There was a storm chill in the air. Trevelyan readjusted the carriage robe that had slipped away from Cary, and turned up the collar of his driving coat. Now and again he glanced at Cary. The girl's face was turned away and she was looking out over the gray crags to the grayer sea beyond. The last three months had wrought an indefinable change in her. Trevelyan had noticed it on his arrival at the Camerons' that morning. He wondered vaguely if it had anything to do with travel and the process of "polishing" to which Cary so often banteringly referred. Well he was not going to worry over it. He had only one day and he meant to make the most of it.
He had written the Camerons he was coming, and had not even waited for an answer. He had announced his intention and it was enough. He had known Tom Cameron since they wore kilts together, and back of their friendship, his mother's family had known the Camerons for generations.

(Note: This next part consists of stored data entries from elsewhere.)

//! Message identity and envelope types shared across the protocol layer.
//!
//! [`MessageId`] is the JSON-RPC request/response identifier (string, number,
//! or absent); [`types::RequestId`](crate::types::RequestId) is a type alias
//! for it used by the wire types. [`Message`] is a minimal internal envelope
//! used where code needs to reason about "a JSON-RPC request or notification"
//! without committing to the full [`crate::jsonrpc`] types.

use std::collections::HashMap;
use std::fmt;

use serde::{Deserialize, Serialize};
use serde_json::Value;

/// A JSON-RPC message identifier.
///
/// Per JSON-RPC 2.0, an id is a string, a number, or (for notifications and
/// the special parse-error response) absent entirely.
#[derive(Debug, Clone, PartialEq, Eq, Hash, Serialize, Deserialize)]
#[serde(untagged)]
pub enum MessageId {
    /// A string identifier.
    String(String),
    /// A numeric identifier.
    Number(i64),
}

impl MessageId {
    /// Returns the identifier rendered as a string, regardless of variant.
    #[must_use]
    pub fn as_display(&self) -> String {
        match self {
            Self::String(s) => s.clone(),
            Self::Number(n) => n.to_string(),
        }
    }
}

impl fmt::Display for MessageId {
    fn fmt(&self, f: &mut fmt::Formatter<'_>) -> fmt::Result {
        match self {
            Self::String(s) => write!(f, "{s}"),
            Self::Number(n) => write!(f, "{n}"),
        }
    }
}

impl From<String> for MessageId {
    fn from(value: String) -> Self {
        Self::String(value)
    }
}

impl From<&str> for MessageId {
    fn from(value: &str) -> Self {
        Self::String(value.to_string())
    }
}

impl From<i64> for MessageId {
    fn from(value: i64) -> Self {
        Self::Number(value)
    }
}

impl From<u64> for MessageId {
    fn from(value: u64) -> Self {
        Self::Number(value as i64)
    }
}

/// Direction-agnostic metadata attached to a message as it moves through the
/// engine (received-at timestamp, transport origin, correlation id).
#[derive(Debug, Clone, Default, Serialize, Deserialize)]
pub struct MessageMetadata {
    /// Arbitrary key/value metadata (header-like).
    pub fields: HashMap<String, String>,
}

impl MessageMetadata {
    /// Creates empty metadata.
    #[must_use]
    pub fn new() -> Self {
        Self::default()
    }

    /// Adds a key/value pair, returning `self` for chaining.
    #[must_use]
    pub fn with(mut self, key: impl Into<String>, value: impl Into<String>) -> Self {
        self.fields.insert(key.into(), value.into());
        self
    }
}

/// A minimal, method-agnostic view of a JSON-RPC message: either a request
/// (has an id, wants a response) or a notification (no id, fire-and-forget).
#[derive(Debug, Clone, Serialize, Deserialize)]
pub struct Message {
    /// The identifier, if this message expects a response.
    pub id: Option<MessageId>,
    /// The JSON-RPC method name.
    pub method: String,
    /// The method parameters, if any.
    pub params: Option<Value>,
    /// Metadata describing how/where this message arrived.
    #[serde(skip)]
    pub metadata: MessageMetadata,
}

impl Message {
    /// Returns true if this message expects a response.
    #[must_use]
    pub fn is_request(&self) -> bool {
        self.id.is_some()
    }

    /// Returns true if this message is a fire-and-forget notification.
    #[must_use]
    pub fn is_notification(&self) -> bool {
        self.id.is_none()
    }
}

Somewhere in the history of the houses, there had been an inter-marriage. That had been the enduring seal on the intimacy. The Scotch are clannish.

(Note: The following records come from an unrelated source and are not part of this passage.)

#[cfg(test)]
mod tests {
    use super::*;
    use pretty_assertions::assert_eq;

    #[test]
    fn test_stdio_transport_creation() {
        let transport = StdioTransport::new();
        assert_eq!(transport.transport_type(), TransportType::Stdio);
        assert!(transport.capabilities().supports_streaming);
        assert!(transport.capabilities().supports_bidirectional);
    }

    #[test]
    fn test_with_host_watchdog_records_config() {
        let transport = StdioTransport::new().with_host_watchdog(std::process::id(), Duration::from_millis(50));
        assert!(transport.watchdog_config.is_some());
    }

    #[tokio::test]
    async fn test_watchdog_closes_transport_when_parent_exits() {
        let mut child = std::process::Command::new("sh")
            .arg("-c")
            .arg("exit 0")
            .spawn()
            .expect("spawn short-lived child");
        let child_pid = child.id();
        child.wait().expect("child exits immediately");

        let transport = StdioTransport::new().with_host_watchdog(child_pid, Duration::from_millis(20));
        transport.set_state(TransportState::Connected);
        transport.spawn_watchdog().await;

        tokio::time::sleep(Duration::from_millis(200)).await;
        assert!(matches!(
            transport.state().await,
            TransportState::Failed { .. }
        ));
    }

    #[test]
    fn test_stdio_transport_with_config() {
        let config = TransportConfig {
            transport_type: TransportType::Stdio,
            connect_timeout: Duration::from_secs(10),
            ..Default::default()
        };

        let transport = StdioTransport::with_config(config);
        assert_eq!(
            transport
                .config
                .lock()
                .expect("config mutex poisoned")
                .connect_timeout,
            Duration::from_secs(10)
        );
    }

    #[tokio::test]
    async fn test_stdio_transport_state_management() {
        let transport = StdioTransport::new();
        assert_eq!(transport.state().await, TransportState::Disconnected);
    }

    #[test]
    fn test_message_parsing() {
        let json_line = r#"{"jsonrpc":"2.0","id":"test-123","method":"test","params":{}}"#;
        let message = StdioTransport::parse_message(json_line).unwrap();

        assert_eq!(message.id, MessageId::from("test-123"));
        assert_eq!(message.content_type(), Some("application/json"));
        assert!(!message.payload.is_empty());
    }

    #[test]
    fn test_message_parsing_with_numeric_id() {
        let json_line = r#"{"jsonrpc":"2.0","id":42,"method":"test","params":{}}"#;
        let message = StdioTransport::parse_message(json_line).unwrap();

        assert_eq!(message.id, MessageId::from(42));
    }

    #[test]
    fn test_message_parsing_without_id() {
        let json_line = r#"{"jsonrpc":"2.0","method":"notification","params":{}}"#;
        let message = StdioTransport::parse_message(json_line).unwrap();

        // Should generate a UUID when no ID is present
        match message.id {
            MessageId::Uuid(_) => {} // Expected
            _ => assert!(
                matches!(message.id, MessageId::Uuid(_)),
                "Expected UUID message ID"
            ),
        }
    }

    #[test]
    fn test_message_parsing_invalid_json() {
        let invalid_json = "not json at all";
        let result = StdioTransport::parse_message(invalid_json);

        assert!(matches!(
            result,
            Err(TransportError::SerializationFailed(_))
        ));
    }

    #[test]
    fn test_message_parsing_empty() {
        let result = StdioTransport::parse_message("");
        assert!(matches!(result, Err(TransportError::ProtocolError(_))));

        let result = StdioTransport::parse_message("   ");
        assert!(matches!(result, Err(TransportError::ProtocolError(_))));
    }

    #[test]
    fn test_message_serialization() {
        let json_str = r#"{"jsonrpc":"2.0","id":"test","method":"ping"}"#;
        let payload = Bytes::from(json_str);
        let message = TransportMessage::new(MessageId::from("test"), payload);

        let serialized = StdioTransport::serialize_message(&message).unwrap();
        assert_eq!(serialized, json_str);
    }

    #[test]
    fn test_message_serialization_invalid_utf8() {
        let payload = Bytes::from(vec![0xFF, 0xFE, 0xFD]); // Invalid UTF-8
        let message = TransportMessage::new(MessageId::from("test"), payload);

        let result = StdioTransport::serialize_message(&message);
        assert!(matches!(
            result,
            Err(TransportError::SerializationFailed(_))
        ));
    }

    #[test]
    fn test_message_serialization_invalid_json() {
        let payload = Bytes::from("not json");
        let message = TransportMessage::new(MessageId::from("test"), payload);

        let result = StdioTransport::serialize_message(&message);
        assert!(matches!(
            result,
            Err(TransportError::SerializationFailed(_))
        ));
    }

    #[test]
    fn test_message_serialization_embedded_newline_lf() {
        // MCP Spec: Messages MUST NOT contain embedded newlines
        let json_with_newline = r#"{"jsonrpc":"2.0","id":"test","method":"test","params":{"text":"line1
line2"}}"#;
        let payload = Bytes::from(json_with_newline);
        let message = TransportMessage::new(MessageId::from("test"), payload);

        let result = StdioTransport::serialize_message(&message);
        assert!(
            matches!(result, Err(TransportError::ProtocolError(_))),
            "Expected ProtocolError for message with LF, got: {:?}",
            result
        );
    }

    #[test]
    fn test_message_serialization_embedded_newline_crlf() {
        // MCP Spec: Messages MUST NOT contain embedded newlines (including CRLF)
        let json_with_crlf = "{\r\n\"jsonrpc\":\"2.0\",\"id\":\"test\"}";
        let payload = Bytes::from(json_with_crlf);
        let message = TransportMessage::new(MessageId::from("test"), payload);

        let result = StdioTransport::serialize_message(&message);
        assert!(
            matches!(result, Err(TransportError::ProtocolError(_))),
            "Expected ProtocolError for message with CRLF, got: {:?}",
            result
        );
    }

    #[test]
    fn test_message_serialization_embedded_cr() {
        // MCP Spec: Messages MUST NOT contain carriage returns
        let json_with_cr = "{\r\"jsonrpc\":\"2.0\",\"id\":\"test\"}";
        let payload = Bytes::from(json_with_cr);
        let message = TransportMessage::new(MessageId::from("test"), payload);

        let result = StdioTransport::serialize_message(&message);
        assert!(
            matches!(result, Err(TransportError::ProtocolError(_))),
            "Expected ProtocolError for message with CR, got: {:?}",
            result
        );
    }

    #[test]
    fn test_message_serialization_valid_no_newlines() {
        // Verify that valid messages without newlines are accepted
        let valid_json =
            r#"{"jsonrpc":"2.0","id":"test","method":"test","params":{"text":"single line"}}"#;
        let payload = Bytes::from(valid_json);
        let message = TransportMessage::new(MessageId::from("test"), payload);

        let result = StdioTransport::serialize_message(&message);
        assert!(
            result.is_ok(),
            "Valid message without newlines should be accepted"
        );
        assert_eq!(result.unwrap(), valid_json);
    }

    #[test]
    fn test_message_serialization_escaped_newlines_allowed() {
        // CRITICAL TEST: This verifies the spec interpretation
        //
        // The MCP spec says: "Messages are delimited by newlines, and MUST NOT contain embedded newlines"
        //
        // This means:
        // - ALLOWED: JSON with ESCAPED newlines like {"text":"line1\nline2"}
        //   The \n here is TWO bytes: backslash (0x5C) + 'n' (0x6E)
        //   This does NOT contain a literal newline byte (0x0A)
        //
        // - FORBIDDEN: JSON with LITERAL newline bytes like {"text":"line1<0x0A>line2"}
        //   This contains the newline delimiter byte (0x0A) which breaks message framing
        //
        // This is a raw string literal (r#"..."#) so the \n is stored as two characters
        let json_with_escaped_newlines = r#"{"jsonrpc":"2.0","id":"test","method":"log","params":{"message":"line1\nline2\ntab:\there"}}"#;

        // Verify this string does NOT contain literal newline/CR bytes
        assert!(
            !json_with_escaped_newlines.contains('\n'),
            "Test setup error: raw string should not contain literal newline bytes"
        );
        assert!(
            !json_with_escaped_newlines.contains('\r'),
            "Test setup error: raw string should not contain literal CR bytes"
        );

        let payload = Bytes::from(json_with_escaped_newlines);
        let message = TransportMessage::new(MessageId::from("test"), payload);

        let result = StdioTransport::serialize_message(&message);
        assert!(
            result.is_ok(),
            "JSON with ESCAPED newlines (backslash-n) should be ALLOWED per MCP spec. Got: {:?}",
            result
        );
        assert_eq!(result.unwrap(), json_with_escaped_newlines);
    }

    #[test]
    fn test_stdio_factory() {
        let factory = StdioTransportFactory::new();
        assert_eq!(factory.transport_type(), TransportType::Stdio);
        assert!(factory.is_available());

        let config = TransportConfig {
            transport_type: TransportType::Stdio,
            ..Default::default()
        };

        let transport = factory.create(config).unwrap();
        assert_eq!(transport.transport_type(), TransportType::Stdio);
    }

    #[test]
    fn test_stdio_factory_invalid_config() {
        let factory = StdioTransportFactory::new();
        let config = TransportConfig {
            transport_type: TransportType::Http, // Wrong type
            ..Default::default()
        };

        let result = factory.create(config);
        assert!(matches!(result, Err(TransportError::ConfigurationError(_))));
    }

    #[tokio::test]
    async fn test_configuration_validation() {
        let transport = StdioTransport::new();

        // Valid configuration
        let valid_config = TransportConfig {
            transport_type: TransportType::Stdio,
            connect_timeout: Duration::from_secs(5),
            ..Default::default()
        };

        assert!(transport.configure(valid_config).await.is_ok());

        // Invalid transport type
        let invalid_config = TransportConfig {
            transport_type: TransportType::Http,
            ..Default::default()
        };

        let result = transport.configure(invalid_config).await;
        assert!(matches!(result, Err(TransportError::ConfigurationError(_))));

        // Invalid timeout
        let invalid_timeout_config = TransportConfig {
            transport_type: TransportType::Stdio,
            connect_timeout: Duration::from_millis(50), // Too small
            ..Default::default()
        };

        let result = transport.configure(invalid_timeout_config).await;
        assert!(matches!(result, Err(TransportError::ConfigurationError(_))));
    }

    #[test]
    fn test_from_raw_creation() {
        // Create mock streams using tokio's duplex
        let (client_tx, server_rx) = tokio::io::duplex(1024);
        let (server_tx, client_rx) = tokio::io::duplex(1024);

        // from_raw takes (reader, writer) - what we read from, what we write to
        let transport = StdioTransport::from_raw(server_rx, server_tx).unwrap();
        assert_eq!(transport.transport_type(), TransportType::Stdio);
        assert!(transport.capabilities().supports_streaming);
        assert!(transport.capabilities().supports_bidirectional);

        // Verify the other side can also be used
        let _client_transport = StdioTransport::from_raw(client_rx, client_tx).unwrap();
    }

    #[tokio::test]
    async fn test_from_raw_connect_and_communicate() {
        // Create mock streams using tokio's duplex for bidirectional communication
        let (client_tx, server_rx) = tokio::io::duplex(4096);
        let (server_tx, client_rx) = tokio::io::duplex(4096);

        // Server transport
        let server_transport = StdioTransport::from_raw(server_rx, server_tx).unwrap();

        // Client transport
        let client_transport = StdioTransport::from_raw(client_rx, client_tx).unwrap();

        // Both should start disconnected
        assert_eq!(server_transport.state().await, TransportState::Disconnected);
        assert_eq!(client_transport.state().await, TransportState::Disconnected);

        // Connect both
        server_transport.connect().await.unwrap();
        client_transport.connect().await.unwrap();

        assert_eq!(server_transport.state().await, TransportState::Connected);
        assert_eq!(client_transport.state().await, TransportState::Connected);

        // Disconnect both
        server_transport.disconnect().await.unwrap();
        client_transport.disconnect().await.unwrap();

        assert_eq!(server_transport.state().await, TransportState::Disconnected);
        assert_eq!(client_transport.state().await, TransportState::Disconnected);
    }

    #[test]
    fn test_stream_source_debug() {
        // Test Debug impl for StreamSource
        let process_source = StreamSource::ProcessStdio;
        let debug_str = format!("{:?}", process_source);
        assert_eq!(debug_str, "ProcessStdio");
    }
}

It had taken him hours to reach the Camerons'. It would take him hours to return. But this one afternoon, at least, was his. After it, might come the deluge. After it—probably would come the deluge! He wasn't feeling very sure of himself or of his own self power. After a man has been in torment for three months—
Tom Cameron's horse knew the road well—almost as well as Trevelyan did—and kept up a steady pace, and Tom Cameron's cart was comfortable.
John was expected that afternoon for three days. Well; Cary would not be there to welcome him. Cary would be with him. Stewart might have her—undoubtedly would have her, for those three days, but to-day—this afternoon, was his.
The Camerons, learned in the signs of the sky, had demurred at the storm chill in the air and the threatening clouds, when after an early lunch, Trevelyan and the American girl had stepped into the cart. Trevelyan, however, had no intention of having his well laid plans frustrated, and in his masterful way, had over-ruled the objections. The storm was a possibility. His return next morning at daybreak, a necessity. Let the storm come. He defied it.
Cary shivered. Trevelyan noticed it and leaned toward her.
"You are cold?"
Cary turned her eyes away from the gray crags and the gray sea. Trevelyan's were near her own. She shook her head.
"No," she faltered. "It must be Scotland—the Scotland you told me of as a child. Once, long ago I fought you about it. If I had dreamed—if I had known—" her voice faded into the boom of the nearing surf and she turned her eyes away from Trevelyan's, coastward again.